WHAT THE TASK ASKS: Line by line, count where the string "message" appears in the listing, then give the number of such lines alone.
*** Opening of DATA FOR THIS TASK ***
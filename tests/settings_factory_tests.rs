//! Building storage clients from a settings file

mod fixtures;

use storage_tools::config::ConfigError;
use storage_tools::{
    new_storage_client, ErrorKind, Increment, MemoryConnector, Settings, StorageError,
    StorageType, VersionSelector,
};
use tempfile::TempDir;

#[test]
fn test_factory_selects_variant_from_profile() {
    let dir = TempDir::new().unwrap();
    let settings = fixtures::write_settings(&dir);
    let connector = MemoryConnector::new();

    let local = new_storage_client("archive", &settings, &connector).unwrap();
    assert_eq!(local.storage_type(), StorageType::Local);
    assert_eq!(local.local_path(), fixtures::staging(&dir).as_path());

    let cloud = new_storage_client("cloud", &settings, &connector).unwrap();
    assert_eq!(cloud.storage_type(), StorageType::Aws);
    assert_eq!(cloud.config().get("service_name"), Some("s3"));
}

#[test]
fn test_missing_profile_is_configuration_error() {
    let dir = TempDir::new().unwrap();
    let settings = fixtures::write_settings(&dir);

    let err = new_storage_client("staging", &settings, &MemoryConnector::new()).unwrap_err();
    assert_eq!(err.kind(), ErrorKind::ConfigurationError);
    assert!(err.to_string().contains("[staging] section not found"));
}

#[test]
fn test_incomplete_profile_is_configuration_error() {
    let dir = TempDir::new().unwrap();
    let settings = fixtures::write_settings(&dir);

    let err = new_storage_client("broken", &settings, &MemoryConnector::new()).unwrap_err();
    assert!(matches!(
        err,
        StorageError::Config(ConfigError::MissingKey { ref key, .. }) if key == "container"
    ));
}

#[test]
fn test_missing_settings_file() {
    let dir = TempDir::new().unwrap();
    let err = new_storage_client(
        "archive",
        &dir.path().join("secrets/settings.toml"),
        &MemoryConnector::new(),
    )
    .unwrap_err();
    assert_eq!(err.kind(), ErrorKind::ConfigurationError);
}

#[test]
fn test_secrets_never_appear_in_debug_output() {
    let dir = TempDir::new().unwrap();
    let path = fixtures::write_settings(&dir);
    let settings = Settings::load(&path).unwrap();
    let cloud = settings.profile("cloud").unwrap();

    let rendered = format!("{:?}", cloud);
    assert!(!rendered.contains("not-a-real-secret"));
    assert!(rendered.contains("AKIAEXAMPLE"));

    let client = new_storage_client("cloud", &path, &MemoryConnector::new()).unwrap();
    assert!(!format!("{:?}", client).contains("not-a-real-secret"));
}

#[test]
fn test_profiles_share_one_connector() {
    let dir = TempDir::new().unwrap();
    let settings = fixtures::write_settings(&dir);
    let connector = MemoryConnector::new();
    fixtures::create_dataset(&fixtures::staging(&dir), "ds");

    let writer = new_storage_client("cloud", &settings, &connector).unwrap();
    writer.upload_dataset("ds", Increment::Patch).unwrap();
    drop(writer);

    let reader = new_storage_client("cloud", &settings, &connector).unwrap();
    assert_eq!(reader.ls_versions("ds").unwrap(), Some(vec!["0.0.1".to_string()]));
    let path = reader.download_dataset("ds", VersionSelector::Latest, false).unwrap();
    assert_eq!(path, fixtures::staging(&dir).join("ds.0.0.1"));
}
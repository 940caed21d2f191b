//! Object-store capability
//!
//! The remote storage clients talk to their backend only through
//! [`ObjectStore`]: put, get, list-by-prefix and exists. The wire protocol
//! behind it belongs to whoever implements the trait.
//!
//! Backend handles are acquired once, when a storage client is built,
//! through an [`ObjectStoreConnector`], and released when the client is
//! dropped.

mod failure;
mod memory;

pub use failure::{FailureConfig, FailureInjector, StoreOp};
pub use memory::{MemoryConnector, MemoryObjectStore};

use crate::config::{StorageConfig, StorageType};

/// Errors reported by object-store backends
#[derive(Debug, Clone, PartialEq, Eq, thiserror::Error)]
pub enum ObjectStoreError {
    #[error("object not found: {0}")]
    NotFound(String),

    #[error("object already exists: {0}")]
    AlreadyExists(String),

    #[error("{0}")]
    Backend(String),
}

/// How a put treats an existing object
#[derive(Debug, Clone, Copy, PartialEq, Eq)]
pub enum PutMode {
    /// Fail with `AlreadyExists` if the key is taken (where supported)
    Create,
    /// Replace whatever is stored under the key
    Overwrite,
}

/// A listed object
#[derive(Debug, Clone, PartialEq, Eq)]
pub struct ObjectInfo {
    /// Full object key
    pub key: String,
    /// Size in bytes
    pub size: u64,
}

/// Minimal blocking object-store interface
pub trait ObjectStore: Send + Sync {
    /// Store `data` under `key`
    ///
    /// With [`PutMode::Create`], stores that support conditional writes
    /// return [`ObjectStoreError::AlreadyExists`] when the key is taken.
    /// Stores that do not may silently overwrite.
    fn put(&self, key: &str, data: &[u8], mode: PutMode) -> Result<(), ObjectStoreError>;

    /// Fetch the object stored under `key`
    fn get(&self, key: &str) -> Result<Vec<u8>, ObjectStoreError>;

    /// List objects whose key starts with `prefix`
    ///
    /// Implementations may ignore the prefix and return a superset.
    fn list(&self, prefix: Option<&str>) -> Result<Vec<ObjectInfo>, ObjectStoreError>;

    /// Whether an object exists under exactly `key`
    fn exists(&self, key: &str) -> Result<bool, ObjectStoreError>;

    /// Whether [`PutMode::Create`] is enforced by the backend
    fn supports_conditional_put(&self) -> bool {
        false
    }
}

/// Opens backend handles for remote storage clients
pub trait ObjectStoreConnector {
    /// Open the store described by `config` for a client of `storage_type`
    fn connect(
        &self,
        storage_type: StorageType,
        config: &StorageConfig,
    ) -> Result<Box<dyn ObjectStore>, ObjectStoreError>;
}
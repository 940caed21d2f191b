//! Failure injection for the in-memory object store
//!
//! Lets tests make individual store operations fail, either always or for
//! the first N calls.

use std::collections::HashMap;

use super::ObjectStoreError;

/// Object-store operations that can be made to fail
#[derive(Debug, Clone, Copy, PartialEq, Eq, Hash)]
pub enum StoreOp {
    Put,
    Get,
    List,
    Exists,
}

/// How an injected failure behaves
#[derive(Debug, Clone)]
pub struct FailureConfig {
    /// Error to return
    pub error: ObjectStoreError,
    /// Calls that fail before the operation recovers; `None` fails forever
    pub fail_count: Option<u32>,
}

impl FailureConfig {
    /// Create a config that returns a backend error
    pub fn backend(message: impl Into<String>) -> Self {
        Self {
            error: ObjectStoreError::Backend(message.into()),
            fail_count: None,
        }
    }

    /// Create a config that returns `error`
    pub fn error(error: ObjectStoreError) -> Self {
        Self {
            error,
            fail_count: None,
        }
    }

    /// Fail only the first `count` calls
    pub fn with_fail_count(mut self, count: u32) -> Self {
        self.fail_count = Some(count);
        self
    }
}

/// Tracks injected failures and how often each operation was called
#[derive(Debug, Default)]
pub struct FailureInjector {
    configs: HashMap<StoreOp, FailureConfig>,
    call_counts: HashMap<StoreOp, u32>,
}

impl FailureInjector {
    /// An injector with nothing armed
    pub fn new() -> Self {
        Self::default()
    }

    /// Arm `op` with `config`, resetting its call count
    pub fn inject(&mut self, op: StoreOp, config: FailureConfig) {
        self.configs.insert(op, config);
        self.call_counts.insert(op, 0);
    }

    /// Disarm every operation
    pub fn clear(&mut self) {
        self.configs.clear();
        self.call_counts.clear();
    }

    /// Record a call to `op` and return the error it should fail with, if any
    pub fn check(&mut self, op: StoreOp) -> Option<ObjectStoreError> {
        let config = self.configs.get(&op)?;
        let count = self.call_counts.entry(op).or_insert(0);
        *count += 1;

        match config.fail_count {
            Some(limit) if *count > limit => None,
            _ => Some(config.error.clone()),
        }
    }
}
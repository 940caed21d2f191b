//! Storage clients
//!
//! A [`StorageClient`] moves dataset archives between the local staging
//! area (`local_path`) and a storage area. The storage area is either a
//! second local directory or an object store; the variant is picked from
//! the profile's `storage_type`.
//!
//! Every variant implements the [`StorageBackend`] capability set
//! (list, exists, download, upload). The dataset workflow on top of it
//! (version listing, archive build, pack, verify) lives on
//! [`StorageClient`] and is the same for all variants.

mod local;
mod remote;

pub use local::LocalStorage;
pub use remote::{AwsStorage, AzureStorage};

use std::fmt;
use std::fs;
use std::path::{Path, PathBuf};

use walkdir::WalkDir;

use crate::archive::{
    build_archive_folder, validate_dataset_name, versions_of, ArchiveName, Packer, ZipPacker,
};
use crate::config::{Settings, StorageConfig, StorageType};
use crate::error::StorageError;
use crate::manifest::{to_slash_path, verify_archive};
use crate::objstore::{ObjectStoreConnector, ObjectStoreError};
use crate::version::{Version, VersionRequest, VersionSelector};

/// Which side of a client to list
#[derive(Debug, Clone, Copy, PartialEq, Eq, Default)]
pub enum Area {
    /// The storage area archives are published to
    #[default]
    Storage,
    /// The local staging area
    Local,
}

/// Operations every storage variant provides
pub trait StorageBackend {
    /// Configuration this backend was built from
    fn config(&self) -> &StorageConfig;

    /// Root of the local staging area
    fn local_path(&self) -> &Path;

    /// Sorted names of the files in `area`, optionally restricted to names
    /// starting with `prefix`
    fn ls(&self, area: Area, prefix: Option<&str>) -> Result<Vec<String>, StorageError>;

    /// Whether `filename` exists in the storage area
    fn exists(&self, filename: &str) -> Result<bool, StorageError>;

    /// Copy `filename` from the storage area into the staging area
    ///
    /// A file already present locally is returned as is unless `overwrite`
    /// is set.
    fn download(&self, filename: &str, overwrite: bool) -> Result<PathBuf, StorageError>;

    /// Copy `filename` from the staging area into the storage area and
    /// return a locator for the stored copy
    ///
    /// Fails with `AlreadyExists` if the target is taken and `overwrite`
    /// is not set.
    fn upload(&self, filename: &str, overwrite: bool) -> Result<String, StorageError>;
}

/// The closed set of storage variants
pub enum Backend {
    Local(LocalStorage),
    Azure(AzureStorage),
    Aws(AwsStorage),
}

impl Backend {
    /// Build the backend selected by `config`'s `storage_type`
    ///
    /// Remote variants open their object-store handle through `connector`
    /// here; the handle lives as long as the backend.
    pub fn from_config(
        config: StorageConfig,
        connector: &dyn ObjectStoreConnector,
    ) -> Result<Self, StorageError> {
        match config.validate()? {
            StorageType::Local => Ok(Backend::Local(LocalStorage::new(config)?)),
            StorageType::Azure => Ok(Backend::Azure(AzureStorage::connect(config, connector)?)),
            StorageType::Aws => Ok(Backend::Aws(AwsStorage::connect(config, connector)?)),
        }
    }

    /// Variant discriminator
    pub fn storage_type(&self) -> StorageType {
        match self {
            Backend::Local(_) => StorageType::Local,
            Backend::Azure(_) => StorageType::Azure,
            Backend::Aws(_) => StorageType::Aws,
        }
    }

    fn inner(&self) -> &dyn StorageBackend {
        match self {
            Backend::Local(backend) => backend,
            Backend::Azure(backend) => backend,
            Backend::Aws(backend) => backend,
        }
    }
}

impl StorageBackend for Backend {
    fn config(&self) -> &StorageConfig {
        self.inner().config()
    }

    fn local_path(&self) -> &Path {
        self.inner().local_path()
    }

    fn ls(&self, area: Area, prefix: Option<&str>) -> Result<Vec<String>, StorageError> {
        self.inner().ls(area, prefix)
    }

    fn exists(&self, filename: &str) -> Result<bool, StorageError> {
        self.inner().exists(filename)
    }

    fn download(&self, filename: &str, overwrite: bool) -> Result<PathBuf, StorageError> {
        self.inner().download(filename, overwrite)
    }

    fn upload(&self, filename: &str, overwrite: bool) -> Result<String, StorageError> {
        self.inner().upload(filename, overwrite)
    }
}

impl fmt::Debug for Backend {
    fn fmt(&self, f: &mut fmt::Formatter<'_>) -> fmt::Result {
        f.debug_struct("Backend")
            .field("storage_type", &self.storage_type())
            .field("config", self.config())
            .finish()
    }
}

/// Storage client bound to one profile
pub struct StorageClient {
    backend: Backend,
    packer: Box<dyn Packer>,
}

impl StorageClient {
    /// Wrap `backend`, packing archives as zip files
    pub fn new(backend: Backend) -> Self {
        Self {
            backend,
            packer: Box::new(ZipPacker),
        }
    }

    /// Build a client for `config`
    pub fn from_config(
        config: StorageConfig,
        connector: &dyn ObjectStoreConnector,
    ) -> Result<Self, StorageError> {
        Ok(Self::new(Backend::from_config(config, connector)?))
    }

    /// Build a local/local client; no object store is involved
    pub fn local(config: StorageConfig) -> Result<Self, StorageError> {
        Ok(Self::new(Backend::Local(LocalStorage::new(config)?)))
    }

    /// Replace the pack collaborator
    pub fn with_packer(mut self, packer: impl Packer + 'static) -> Self {
        self.packer = Box::new(packer);
        self
    }

    /// The underlying variant
    pub fn backend(&self) -> &Backend {
        &self.backend
    }

    /// Configuration the client was built from
    pub fn config(&self) -> &StorageConfig {
        self.backend.config()
    }

    /// Variant discriminator
    pub fn storage_type(&self) -> StorageType {
        self.backend.storage_type()
    }

    /// Root of the staging area
    pub fn local_path(&self) -> &Path {
        self.backend.local_path()
    }

    /// Sorted file names in `area`
    pub fn ls(&self, area: Area, prefix: Option<&str>) -> Result<Vec<String>, StorageError> {
        self.backend.ls(area, prefix)
    }

    /// Whether `filename` exists in the storage area
    pub fn exists(&self, filename: &str) -> Result<bool, StorageError> {
        self.backend.exists(filename)
    }

    /// See [`StorageBackend::download`]
    pub fn download(&self, filename: &str, overwrite: bool) -> Result<PathBuf, StorageError> {
        self.backend.download(filename, overwrite)
    }

    /// See [`StorageBackend::upload`]
    pub fn upload(&self, filename: &str, overwrite: bool) -> Result<String, StorageError> {
        self.backend.upload(filename, overwrite)
    }

    /// Published versions of dataset `name`, ascending
    ///
    /// Returns `None` rather than an empty list when nothing by that name
    /// is stored. Entries that are not archive names are ignored.
    pub fn ls_versions(&self, name: &str) -> Result<Option<Vec<String>>, StorageError> {
        self.ls_versions_in(name, Area::Storage)
    }

    /// Versions of dataset `name` found in `area`, ascending
    pub fn ls_versions_in(
        &self,
        name: &str,
        area: Area,
    ) -> Result<Option<Vec<String>>, StorageError> {
        let entries = self.ls(area, Some(name))?;
        Ok(versions_of(name, &entries))
    }

    /// Archive dataset `name` from the staging area and publish it
    ///
    /// The version is either given explicitly or derived from the latest
    /// published one. Returns the locator of the uploaded archive.
    pub fn upload_dataset(
        &self,
        name: &str,
        request: impl Into<VersionRequest>,
    ) -> Result<String, StorageError> {
        validate_dataset_name(name)?;
        let prior = self.ls_versions(name)?;
        let request: VersionRequest = request.into();
        let version = request.resolve(prior.as_deref())?;
        log::debug!("resolved {} to version {}", name, version);

        let blob = ArchiveName::new(name, version).file_name();
        if self.backend.exists(&blob)? {
            return Err(StorageError::AlreadyExists(blob));
        }

        let folder = build_archive_folder(
            self.local_path(),
            name,
            prior.as_deref(),
            VersionRequest::Exact(version),
        )?;
        let packed = self.packer.pack(&folder.path)?;
        log::debug!("packed {} into {}", folder.path.display(), packed.display());

        let locator = self.backend.upload(&folder.blob_name(), false)?;
        log::info!("uploaded {} version {} to {}", name, version, locator);
        Ok(locator)
    }

    /// Fetch, unpack and verify a published version of dataset `name`
    ///
    /// An already extracted folder is returned without any transfer unless
    /// `overwrite` is set, in which case it is replaced. A folder that fails
    /// verification is left in place.
    pub fn download_dataset(
        &self,
        name: &str,
        selector: impl Into<VersionSelector>,
        overwrite: bool,
    ) -> Result<PathBuf, StorageError> {
        validate_dataset_name(name)?;
        let selector: VersionSelector = selector.into();
        let archive = match selector {
            VersionSelector::Exact(version) => ArchiveName::new(name, version),
            VersionSelector::Latest => {
                let latest = self
                    .ls_versions(name)?
                    .and_then(|mut versions| versions.pop())
                    .ok_or_else(|| StorageError::NoVersionsFound(name.to_string()))?;
                // Keep the listed spelling; it names the stored blob
                Version::parse(&latest)?;
                ArchiveName {
                    name: name.to_string(),
                    version: latest,
                }
            }
        };
        let version = &archive.version;

        let dst = self.local_path().join(archive.folder_name());
        if dst.exists() {
            if !overwrite {
                log::debug!("{} already present, skipping download", dst.display());
                return Ok(dst);
            }
            remove_path(&dst)?;
        }

        let blob = self.backend.download(&archive.file_name(), overwrite)?;
        self.packer.unpack(&blob, &dst)?;
        if let Err(e) = verify_archive(&dst) {
            log::warn!("verification of {} failed: {}", dst.display(), e);
            return Err(e.into());
        }

        log::info!("downloaded {} version {} to {}", name, version, dst.display());
        Ok(dst)
    }
}

impl fmt::Debug for StorageClient {
    fn fmt(&self, f: &mut fmt::Formatter<'_>) -> fmt::Result {
        f.debug_struct("StorageClient")
            .field("backend", &self.backend)
            .finish_non_exhaustive()
    }
}

/// Build the storage client for `profile` in the settings file at
/// `settings_path`
///
/// A missing settings file or profile is reported as a configuration
/// error.
pub fn new_storage_client(
    profile: &str,
    settings_path: &Path,
    connector: &dyn ObjectStoreConnector,
) -> Result<StorageClient, StorageError> {
    let settings = Settings::load(settings_path)?;
    let config = settings.profile(profile)?;
    log::debug!("building {} client for profile {}", config.storage_type()?, profile);
    StorageClient::from_config(config, connector)
}

/// Sorted, forward-slash relative paths of all files under `root`
///
/// The directory is created if it does not exist yet.
pub(crate) fn list_tree(root: &Path, prefix: Option<&str>) -> Result<Vec<String>, StorageError> {
    fs::create_dir_all(root).map_err(|e| StorageError::io(root, e))?;

    let mut names = Vec::new();
    for entry in WalkDir::new(root) {
        let entry = entry.map_err(|e| {
            let path = e.path().map(Path::to_path_buf).unwrap_or_else(|| root.to_path_buf());
            StorageError::io(&path, e.into())
        })?;
        if !entry.file_type().is_file() {
            continue;
        }
        if let Ok(rel) = entry.path().strip_prefix(root) {
            names.push(to_slash_path(rel));
        }
    }

    Ok(filter_sorted(names, prefix))
}

/// Keep names starting with `prefix` and sort them
pub(crate) fn filter_sorted(names: Vec<String>, prefix: Option<&str>) -> Vec<String> {
    let mut names: Vec<String> = match prefix {
        Some(prefix) => names.into_iter().filter(|n| n.starts_with(prefix)).collect(),
        None => names,
    };
    names.sort();
    names
}

/// Translate an object-store failure on `locator` into the storage taxonomy
pub(crate) fn map_store_error(
    storage_type: StorageType,
    locator: &str,
    err: ObjectStoreError,
) -> StorageError {
    match err {
        ObjectStoreError::NotFound(_) => StorageError::NotFound(locator.to_string()),
        ObjectStoreError::AlreadyExists(_) => StorageError::AlreadyExists(locator.to_string()),
        ObjectStoreError::Backend(message) => StorageError::Backend {
            backend: storage_type.as_str().to_string(),
            message: format!("{}: {}", locator, message),
        },
    }
}

/// `<dst>.tmp`, the name a write goes to before it is renamed over `dst`
pub(crate) fn temp_sibling(dst: &Path) -> PathBuf {
    let mut name = dst.as_os_str().to_os_string();
    name.push(".tmp");
    PathBuf::from(name)
}

/// Write `data` to `dst` through [`temp_sibling`], so `dst` is either absent,
/// the old file or the complete new one
pub(crate) fn write_file_atomic(dst: &Path, data: &[u8]) -> Result<(), StorageError> {
    if let Some(parent) = dst.parent() {
        fs::create_dir_all(parent).map_err(|e| StorageError::io(parent, e))?;
    }
    let temp_path = temp_sibling(dst);
    if let Err(e) = fs::write(&temp_path, data) {
        let _ = fs::remove_file(&temp_path);
        return Err(StorageError::io(&temp_path, e));
    }
    fs::rename(&temp_path, dst).map_err(|e| StorageError::io(dst, e))
}

fn remove_path(path: &Path) -> Result<(), StorageError> {
    let result = if path.is_dir() {
        fs::remove_dir_all(path)
    } else {
        fs::remove_file(path)
    };
    result.map_err(|e| StorageError::io(path, e))
}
*** Close of DATA FOR THIS TASK ***
RESPONSE TO THIS TASK: 4